The function I have is:
function search($subject, $table) {
$query = "SELECT {$subject} ";
$query .= "FROM {$table} ";
$content = mysql_query($query);
return $content;
}
On the page which is calling the function I have:
if (isset($_POST['search'])){
$search = $_POST['search'];
}
$content = search($subjectName, $tableName);
while ($results = mysql_fetch_assoc($content)){
$phrase = $results[$subjectName];
//if phrase exists in database
if (strpos($search,$phrase) !== false) {
echo $phrase;
//if phrase does not exist in database
} else {
echo 'fail';
}
This setup does not work, however if I put everything into the function it works:
function search($subject, $table, $where = 0, $is = 0) {
global $search;
$query = "SELECT {$subject} ";
$query .= "FROM {$table} ";
if ($where > 0) {
$query .= "WHERE {$where} = '{$is}' ";
}
$content = mysql_query($query);
while ($results = mysql_fetch_assoc($content)){
$phrase = $results[$subject];
//if phrase exists in database
if (strpos($search,$phrase) !== false) {
echo $phrase;
//if phrase does not exist in database
} else {
echo 'fail';
}
}
return $content;
}
On Page:
search('main_subject', 'main_search');
The problem is that I would like to call that function again in the if statement to have it search for another phrase.
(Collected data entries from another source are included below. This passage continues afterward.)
impl App {
    /// Construct the app around a preloaded roster and the path manual and
    /// exit saves write to.
    pub fn new(roster: Roster, data_path: PathBuf) -> Self {
        Self {
            roster,
            data_path,
            selected: 0,
            mode: Mode::Normal,
            status: None,
        }
    }

    /// Borrow the roster, used by the binary for the save-on-exit snapshot.
    pub fn roster(&self) -> &Roster {
        &self.roster
    }

    /// Surface a startup diagnostic when the load skipped malformed lines.
    pub fn notify_skipped(&mut self, skipped: &[SkippedLine]) {
        if skipped.is_empty() {
            return;
        }
        let plural = if skipped.len() == 1 { "" } else { "s" };
        self.set_status(
            format!(
                "Skipped {} malformed line{plural} while loading (first: line {}).",
                skipped.len(),
                skipped[0].line_number
            ),
            StatusKind::Error,
        );
    }

    /// Top-level key dispatcher. Every key funnels through the active mode,
    /// which returns the next mode to run; the boolean result tells the
    /// outer loop whether the user confirmed an exit.
    pub fn handle_key(&mut self, code: KeyCode) -> Result<bool> {
        let mut exit = false;
        let mode = mem::replace(&mut self.mode, Mode::Normal);

        self.mode = match mode {
            Mode::Normal => self.handle_normal_key(code)?,
            Mode::AddingStudent(form) => self.handle_add_student(code, form),
            Mode::ConfirmRemove(confirm) => self.handle_confirm_remove(code, confirm),
            Mode::ConfirmExit => self.handle_confirm_exit(code, &mut exit),
        };

        Ok(exit)
    }

    /// Handle keys while no modal is open: list navigation, sorting, the
    /// average readout, and entry points into the modal flows.
    fn handle_normal_key(&mut self, code: KeyCode) -> Result<Mode> {
        match code {
            KeyCode::Char('q') | KeyCode::Esc => {
                self.clear_status();
                return Ok(Mode::ConfirmExit);
            }
            KeyCode::Up => self.move_selection(-1),
            KeyCode::Down => self.move_selection(1),
            KeyCode::PageUp => self.move_selection(-5),
            KeyCode::PageDown => self.move_selection(5),
            KeyCode::Home => self.select_first(),
            KeyCode::End => self.select_last(),
            KeyCode::Char('+') | KeyCode::Char('a') | KeyCode::Char('A') => {
                self.clear_status();
                return Ok(Mode::AddingStudent(StudentForm::default()));
            }
            KeyCode::Char('-') | KeyCode::Char('d') | KeyCode::Char('D') => {
                if let Some(student) = self.current_student().cloned() {
                    self.clear_status();
                    return Ok(Mode::ConfirmRemove(ConfirmRemove::from(student)));
                } else {
                    self.set_status("No student selected to remove.", StatusKind::Error);
                }
            }
            KeyCode::Char('n') | KeyCode::Char('N') => {
                self.roster.sort_by_name();
                self.set_status("Sorted by name.", StatusKind::Info);
            }
            KeyCode::Char('g') | KeyCode::Char('G') => {
                self.roster.sort_by_grade_desc();
                self.set_status("Sorted by grade (desc).", StatusKind::Info);
            }
            KeyCode::Char('v') | KeyCode::Char('V') => match self.roster.average() {
                Some(avg) => {
                    self.set_status(format!("Class average: {avg:.2}"), StatusKind::Info)
                }
                None => self.set_status("No students to average.", StatusKind::Info),
            },
            KeyCode::Char('w') | KeyCode::Char('W') => self.save_now(),
            _ => {}
        }
        Ok(Mode::Normal)
    }

    /// Process key presses while the "Add Student" form is active. Returns
    /// the next mode so the caller can continue driving the state machine.
    fn handle_add_student(&mut self, code: KeyCode, mut form: StudentForm) -> Mode {
        let mut keep_open = true;
        match code {
            KeyCode::Esc => {
                self.set_status("Add student cancelled.", StatusKind::Info);
                keep_open = false;
            }
            KeyCode::Tab | KeyCode::BackTab => form.toggle_field(),
            KeyCode::Backspace => form.backspace(),
            KeyCode::Enter => match form.parse_inputs() {
                Ok((name, grade)) => {
                    let id = self.roster.add(&name, grade);
                    self.selected = self.roster.len().saturating_sub(1);
                    self.set_status(format!("Added student (id={id})."), StatusKind::Info);
                    keep_open = false;
                }
                Err(err) => {
                    let message = surface_error(&err);
                    form.error = Some(message.clone());
                    self.set_status(message, StatusKind::Error);
                }
            },
            KeyCode::Char(ch) => {
                if form.push_char(ch) {
                    form.error = None;
                }
            }
            _ => {}
        }

        if keep_open {
            Mode::AddingStudent(form)
        } else {
            Mode::Normal
        }
    }

    /// Confirmation dialog for removals. Escape cancels, enter confirms.
    fn handle_confirm_remove(&mut self, code: KeyCode, confirm: ConfirmRemove) -> Mode {
        match code {
            KeyCode::Esc | KeyCode::Char('n') | KeyCode::Char('N') => {
                self.set_status("Removal cancelled.", StatusKind::Info);
                Mode::Normal
            }
            KeyCode::Enter | KeyCode::Char('y') | KeyCode::Char('Y') => {
                let id = confirm.student.id;
                if self.roster.remove(id) {
                    self.ensure_in_bounds();
                    self.set_status(format!("Removed student id {id}."), StatusKind::Info);
                } else {
                    self.set_status(format!("No student with id {id}."), StatusKind::Error);
                }
                Mode::Normal
            }
            _ => Mode::ConfirmRemove(confirm),
        }
    }

    /// Quit confirmation. The actual save happens in `main` after the event
    /// loop tears the terminal down, mirroring the process lifecycle of
    /// load-at-start / save-at-exit.
    fn handle_confirm_exit(&mut self, code: KeyCode, exit: &mut bool) -> Mode {
        match code {
            KeyCode::Enter | KeyCode::Char('y') | KeyCode::Char('Y') => {
                *exit = true;
                Mode::Normal
            }
            KeyCode::Esc | KeyCode::Char('n') | KeyCode::Char('N') => Mode::Normal,
            _ => Mode::ConfirmExit,
        }
    }

    /// Write the snapshot immediately (the manual save shortcut). Failures
    /// surface in the status line and the session keeps running.
    fn save_now(&mut self) {
        match save_students(&self.data_path, self.roster.students()) {
            Ok(count) => self.set_status(
                format!("Saved {count} students to {}.", self.data_path.display()),
                StatusKind::Info,
            ),
            Err(err) => {
                let message = surface_error(&err);
                self.set_status(format!("Save failed: {message}"), StatusKind::Error);
            }
        }
    }

    fn current_student(&self) -> Option<&Student> {
        self.roster.students().get(self.selected)
    }

    fn move_selection(&mut self, offset: isize) {
        let len = self.roster.len();
        if len == 0 {
            return;
        }
        let mut new = self.selected as isize + offset;
        if new < 0 {
            new = 0;
        }
        if new >= len as isize {
            new = len as isize - 1;
        }
        self.selected = new as usize;
    }

    fn select_first(&mut self) {
        self.selected = 0;
    }

    fn select_last(&mut self) {
        self.selected = self.roster.len().saturating_sub(1);
    }

    fn ensure_in_bounds(&mut self) {
        if self.selected >= self.roster.len() {
            self.selected = self.roster.len().saturating_sub(1);
        }
    }

    fn set_status(&mut self, text: impl Into<String>, kind: StatusKind) {
        self.status = Some(StatusMessage {
            text: text.into(),
            kind,
        });
    }

    fn clear_status(&mut self) {
        self.status = None;
    }

    /// Main render routine invoked each tick by Ratatui. Splits the frame
    /// into the roster list and the footer, then overlays the active modal.
    pub(crate) fn draw(&self, frame: &mut Frame) {
        let area = frame.area();
        let footer_height = FOOTER_HEIGHT.min(area.height);

        let (content_area, footer_area) = if area.height > footer_height {
            let chunks = Layout::default()
                .direction(Direction::Vertical)
                .constraints([Constraint::Min(0), Constraint::Length(footer_height)])
                .split(area);
            (chunks[0], chunks[1])
        } else {
            (area, area)
        };

        self.draw_roster(frame, content_area);

        if area.height >= footer_height {
            self.draw_footer(frame, footer_area);
        }

        match &self.mode {
            Mode::AddingStudent(form) => self.draw_student_form(frame, area, form),
            Mode::ConfirmRemove(confirm) => self.draw_confirm_remove(frame, area, confirm),
            Mode::ConfirmExit => self.draw_confirm_exit(frame, area),
            Mode::Normal => {}
        }
    }

    /// Render the roster list with a header row and the current selection
    /// highlighted. Scrolling keeps the selection visible without any
    /// mutable draw state.
    fn draw_roster(&self, frame: &mut Frame, area: Rect) {
        let block = Block::default()
            .borders(Borders::ALL)
            .title(format!(" Student Grade Manager ({} students) ", self.roster.len()));

        if self.roster.is_empty() {
            let message = Paragraph::new("No students found. Press '+' to add one.")
                .alignment(Alignment::Center)
                .block(block);
            frame.render_widget(message, area);
            return;
        }

        let mut lines = Vec::with_capacity(self.roster.len() + 1);
        lines.push(Line::from(Span::styled(
            format!("{:>5}  {:<width$}  {:>7}", "ID", "Name", "Grade", width = NAME_COLUMN_WIDTH),
            Style::default().add_modifier(Modifier::BOLD),
        )));

        for (idx, student) in self.roster.students().iter().enumerate() {
            // Newlines are legal in stored names but would break the row.
            let name: String = student
                .name
                .replace('\n', " ")
                .chars()
                .take(NAME_COLUMN_WIDTH)
                .collect();
            let row = format!(
                "{:>5}  {:<width$}  {:>7.2}",
                student.id,
                name,
                student.grade,
                width = NAME_COLUMN_WIDTH
            );
            if idx == self.selected {
                lines.push(Line::from(Span::styled(
                    row,
                    Style::default()
                        .fg(Color::Yellow)
                        .add_modifier(Modifier::BOLD),
                )));
            } else {
                lines.push(Line::from(row));
            }
        }

        // One line for the header row and two for the borders.
        let visible = area.height.saturating_sub(3) as usize;
        let offset = if visible > 0 && self.selected + 1 > visible {
            (self.selected + 1 - visible) as u16
        } else {
            0
        };

        let list = Paragraph::new(lines).block(block).scroll((offset, 0));
        frame.render_widget(list, area);
    }

    /// Footer with the latest status message and the shortcut reference.
    fn draw_footer(&self, frame: &mut Frame, area: Rect) {
        let status_line = match &self.status {
            Some(message) => Line::from(Span::styled(message.text.clone(), message.kind.style())),
            None => Line::from(""),
        };
        let hints = Line::from(Span::styled(
            "up/down select | + add | - remove | n name sort | g grade sort | v average | w save | q quit",
            Style::default().fg(Color::DarkGray),
        ));

        let footer = Paragraph::new(vec![status_line, hints])
            .block(Block::default().borders(Borders::TOP));
        frame.render_widget(footer, area);
    }

    /// Modal form for adding a student, with the cursor placed at the end
    /// of the focused field.
    fn draw_student_form(&self, frame: &mut Frame, area: Rect, form: &StudentForm) {
        let popup = centered_rect(50, 40, area);
        frame.render_widget(Clear, popup);

        let mut lines = vec![
            form.build_line("Name", StudentField::Name),
            form.build_line("Grade (0-100)", StudentField::Grade),
            Line::from(""),
        ];
        if let Some(error) = &form.error {
            lines.push(Line::from(Span::styled(
                error.clone(),
                Style::default().fg(Color::Red),
            )));
        }
        lines.push(Line::from(Span::styled(
            "Tab switch field | Enter save | Esc cancel",
            Style::default().fg(Color::DarkGray),
        )));

        let block = Block::default().borders(Borders::ALL).title(" Add Student ");
        let inner = block.inner(popup);
        frame.render_widget(Paragraph::new(lines).block(block), popup);

        let (label, row) = match form.active {
            StudentField::Name => ("Name: ", 0u16),
            StudentField::Grade => ("Grade (0-100): ", 1u16),
        };
        let cursor_x = inner.x + label.len() as u16 + form.value_len(form.active) as u16;
        frame.set_cursor_position((cursor_x, inner.y + row));
    }

    /// Confirmation dialog shown before a record is removed.
    fn draw_confirm_remove(&self, frame: &mut Frame, area: Rect, confirm: &ConfirmRemove) {
        let popup = centered_rect(50, 25, area);
        frame.render_widget(Clear, popup);

        let lines = vec![
            Line::from(format!(
                "Remove {} (id {})?",
                confirm.student.name, confirm.student.id
            )),
            Line::from(""),
            Line::from(Span::styled(
                "Enter/Y confirm | Esc/N cancel",
                Style::default().fg(Color::DarkGray),
            )),
        ];

        let dialog = Paragraph::new(lines)
            .alignment(Alignment::Center)
            .block(Block::default().borders(Borders::ALL).title(" Remove Student "));
        frame.render_widget(dialog, popup);
    }

    /// Confirmation dialog shown before quitting; exiting always saves.
    fn draw_confirm_exit(&self, frame: &mut Frame, area: Rect) {
        let popup = centered_rect(50, 25, area);
        frame.render_widget(Clear, popup);

        let lines = vec![
            Line::from("Quit? Changes will be saved."),
            Line::from(""),
            Line::from(Span::styled(
                "Enter/Y quit | Esc/N stay",
                Style::default().fg(Color::DarkGray),
            )),
        ];

        let dialog = Paragraph::new(lines)
            .alignment(Alignment::Center)
            .block(Block::default().borders(Borders::ALL).title(" Quit "));
        frame.render_widget(dialog, popup);
    }
}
Is there an easier way to do this?
EDIT: The current setup pulls the first item in an infinite loop.
There are a number of issues that should be addressed here:
First, if you are trying to search a field for a specific partial match, you would likely want to use SQL LIKE construct.
SELECT field FROM table WHERE field LIKE '%search phrase%'
Doing this would eliminate the need for you to iterate through each row trying to do a string comparison for your search phrase, as you would only be returned the rows that match the search phrase and nothing more.
Second, using global to make data available to your function is really poor practice. You really should be passing any data needed by the function to the function as a parameter. This would include your search string and probably your database connection/object.
function search($field, $table, $search, $db) {
...
}
Third, You are doing nothing at all to prevent against SQL injection right now. You need to escape the input data or, better yet use prepared statements.
Fourth, you really should not be using the mysql_* functions. They are deprecated. Try using mysqli or PDO (and I would highly recommend going ahead and learning how to use prepared statements with either of these.) You might start with mysqli ,at it provide procedural functions similar to mysql_* so the learning curve might be less steep (though really most experienced developers would prefer the object-oriented usage).
Fifth, to your original question. If you want search for multiple phrases, there are a couple approaches you can take. You can either pass all the phrases at once like this:
SELECT field FROM table WHERE field LIKE '%search phrase%' OR field LIKE '%another search phrase%'
Or, you could just make iterative function calls to get the results you want. This really depends on whether you only want to search for the second phrase if the first is not successful (use the iterative approach) or whether you just want all possible matches in one query (use the LIKE-OR-LIKE approach).